This does not work:
$ groovy -e 'println "Hello, world!"'
org.codehaus.groovy.control.MultipleCompilationErrorsException: startup failed:
script_from_command_line: 1: unexpected char: 0xFFFF @ line 1, column 23.
println "Hello, world!
^
1 error
However, putting a space between the last double- and single-quote works...
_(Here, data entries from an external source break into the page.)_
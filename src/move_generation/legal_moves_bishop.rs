use crate::game_state::chess_types::*;
use crate::game_state::position::Position;
use crate::move_generation::legal_move_shared::{own_pieces, push_moves_to_targets};
use crate::moves::chess_move::Move;
use crate::moves::bishop_moves::bishop_attacks;

pub fn generate_bishop_moves(position: &Position, from_mask: u64, out: &mut Vec<Move>) {
    let own_occ = position.board.occupancy_of(position.side_to_move);
    let occupancy = position.board.occupancy();

    for from in bitboard_squares(own_pieces(position, PieceKind::Bishop, from_mask)) {
        let targets = bishop_attacks(from, occupancy) & !own_occ;
        push_moves_to_targets(position, from, targets, out);
    }
}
$ # groovy -e 'println "Hello, world!"'
$ groovy -e 'println "Hello, world!" '
Hello, world!
... even though bash
seems to be able to correctly handle the trailing "'
pair (i.e., without any intervening space) as follows:
$ echo '"Hello, world!"'
"Hello, world!"
Also, parenthesizing the println
argument works just fine:
$ groovy -e 'println ("Hello, world!")'
Hello, world!
Now, I would like to know why the very first case does not work.
I'm using:
As BDKosher already stated, this is a bug from Apache Commons CLI. Groovy wants to update to 1.3, but the CLI folks take their time with that version and it contains incompatibilities.
And as I wrote in an above comment already 0xFFFF is used by antlr to show the end of the file, it does not have to be a valid unicode character for that. The wording was criticized because of this, but the wording is from the parser generator antlr, not from us.